Using the line that contains "pub fn url_on(&self, host: &str)" as the first line and the last line of the data as the final one, give every line in that range again exactly.

-*-*-

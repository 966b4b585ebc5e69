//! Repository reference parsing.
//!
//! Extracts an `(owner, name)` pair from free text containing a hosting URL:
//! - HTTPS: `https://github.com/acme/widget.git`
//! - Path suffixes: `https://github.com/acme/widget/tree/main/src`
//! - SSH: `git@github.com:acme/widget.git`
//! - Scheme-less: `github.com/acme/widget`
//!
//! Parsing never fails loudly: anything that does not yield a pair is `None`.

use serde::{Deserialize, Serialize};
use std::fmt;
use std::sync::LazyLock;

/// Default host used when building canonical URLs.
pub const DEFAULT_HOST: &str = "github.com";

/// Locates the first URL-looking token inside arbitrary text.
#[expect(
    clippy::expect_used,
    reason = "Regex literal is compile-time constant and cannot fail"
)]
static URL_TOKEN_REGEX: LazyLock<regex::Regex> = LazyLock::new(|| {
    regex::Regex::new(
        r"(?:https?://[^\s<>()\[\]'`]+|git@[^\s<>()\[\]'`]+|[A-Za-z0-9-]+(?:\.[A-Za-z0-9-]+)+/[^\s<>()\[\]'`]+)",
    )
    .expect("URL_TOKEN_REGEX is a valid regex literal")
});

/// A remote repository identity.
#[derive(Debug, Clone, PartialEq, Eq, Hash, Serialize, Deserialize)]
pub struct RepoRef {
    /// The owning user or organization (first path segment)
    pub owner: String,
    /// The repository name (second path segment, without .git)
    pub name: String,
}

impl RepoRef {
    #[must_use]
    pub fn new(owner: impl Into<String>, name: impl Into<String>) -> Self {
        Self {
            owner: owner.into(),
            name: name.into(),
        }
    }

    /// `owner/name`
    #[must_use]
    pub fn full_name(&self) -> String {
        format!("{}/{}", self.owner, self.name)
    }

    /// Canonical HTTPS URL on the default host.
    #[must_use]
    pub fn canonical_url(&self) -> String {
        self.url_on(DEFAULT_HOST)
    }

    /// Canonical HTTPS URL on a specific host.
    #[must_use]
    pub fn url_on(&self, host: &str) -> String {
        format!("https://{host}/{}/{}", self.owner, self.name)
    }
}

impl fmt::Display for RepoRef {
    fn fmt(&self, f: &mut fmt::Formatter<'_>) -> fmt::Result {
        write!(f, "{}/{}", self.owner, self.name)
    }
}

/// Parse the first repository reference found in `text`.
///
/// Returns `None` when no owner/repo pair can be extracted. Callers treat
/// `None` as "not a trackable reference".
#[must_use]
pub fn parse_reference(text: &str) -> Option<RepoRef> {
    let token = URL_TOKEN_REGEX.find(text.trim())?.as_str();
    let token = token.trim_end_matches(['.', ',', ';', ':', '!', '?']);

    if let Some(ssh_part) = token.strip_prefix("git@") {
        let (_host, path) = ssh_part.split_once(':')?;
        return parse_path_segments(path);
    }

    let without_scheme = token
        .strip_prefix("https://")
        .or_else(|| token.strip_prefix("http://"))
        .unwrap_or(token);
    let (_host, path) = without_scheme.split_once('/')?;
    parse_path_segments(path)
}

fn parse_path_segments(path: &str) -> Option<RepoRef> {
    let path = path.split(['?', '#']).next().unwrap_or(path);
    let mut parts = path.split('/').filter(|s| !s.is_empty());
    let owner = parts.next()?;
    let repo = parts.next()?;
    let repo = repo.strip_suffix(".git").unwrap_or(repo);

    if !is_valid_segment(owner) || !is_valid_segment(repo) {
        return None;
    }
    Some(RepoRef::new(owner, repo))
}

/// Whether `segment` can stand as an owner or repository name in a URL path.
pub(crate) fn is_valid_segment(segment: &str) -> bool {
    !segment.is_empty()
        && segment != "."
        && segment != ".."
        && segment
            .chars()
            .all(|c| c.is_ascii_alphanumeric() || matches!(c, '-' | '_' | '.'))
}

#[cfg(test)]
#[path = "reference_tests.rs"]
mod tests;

-*-*-

== Exercise result ==
    pub fn url_on(&self, host: &str) -> String {
        format!("https://{host}/{}/{}", self.owner, self.name)
    }
}

impl fmt::Display for RepoRef {
    fn fmt(&self, f: &mut fmt::Formatter<'_>) -> fmt::Result {
        write!(f, "{}/{}", self.owner, self.name)
    }
}

/// Parse the first repository reference found in `text`.
///
/// Returns `None` when no owner/repo pair can be extracted. Callers treat
/// `None` as "not a trackable reference".
#[must_use]
pub fn parse_reference(text: &str) -> Option<RepoRef> {
    let token = URL_TOKEN_REGEX.find(text.trim())?.as_str();
    let token = token.trim_end_matches(['.', ',', ';', ':', '!', '?']);

    if let Some(ssh_part) = token.strip_prefix("git@") {
        let (_host, path) = ssh_part.split_once(':')?;
        return parse_path_segments(path);
    }

    let without_scheme = token
        .strip_prefix("https://")
        .or_else(|| token.strip_prefix("http://"))
        .unwrap_or(token);
    let (_host, path) = without_scheme.split_once('/')?;
    parse_path_segments(path)
}

fn parse_path_segments(path: &str) -> Option<RepoRef> {
    let path = path.split(['?', '#']).next().unwrap_or(path);
    let mut parts = path.split('/').filter(|s| !s.is_empty());
    let owner = parts.next()?;
    let repo = parts.next()?;
    let repo = repo.strip_suffix(".git").unwrap_or(repo);

    if !is_valid_segment(owner) || !is_valid_segment(repo) {
        return None;
    }
    Some(RepoRef::new(owner, repo))
}

/// Whether `segment` can stand as an owner or repository name in a URL path.
pub(crate) fn is_valid_segment(segment: &str) -> bool {
    !segment.is_empty()
        && segment != "."
        && segment != ".."
        && segment
            .chars()
            .all(|c| c.is_ascii_alphanumeric() || matches!(c, '-' | '_' | '.'))
}

#[cfg(test)]
#[path = "reference_tests.rs"]
mod tests;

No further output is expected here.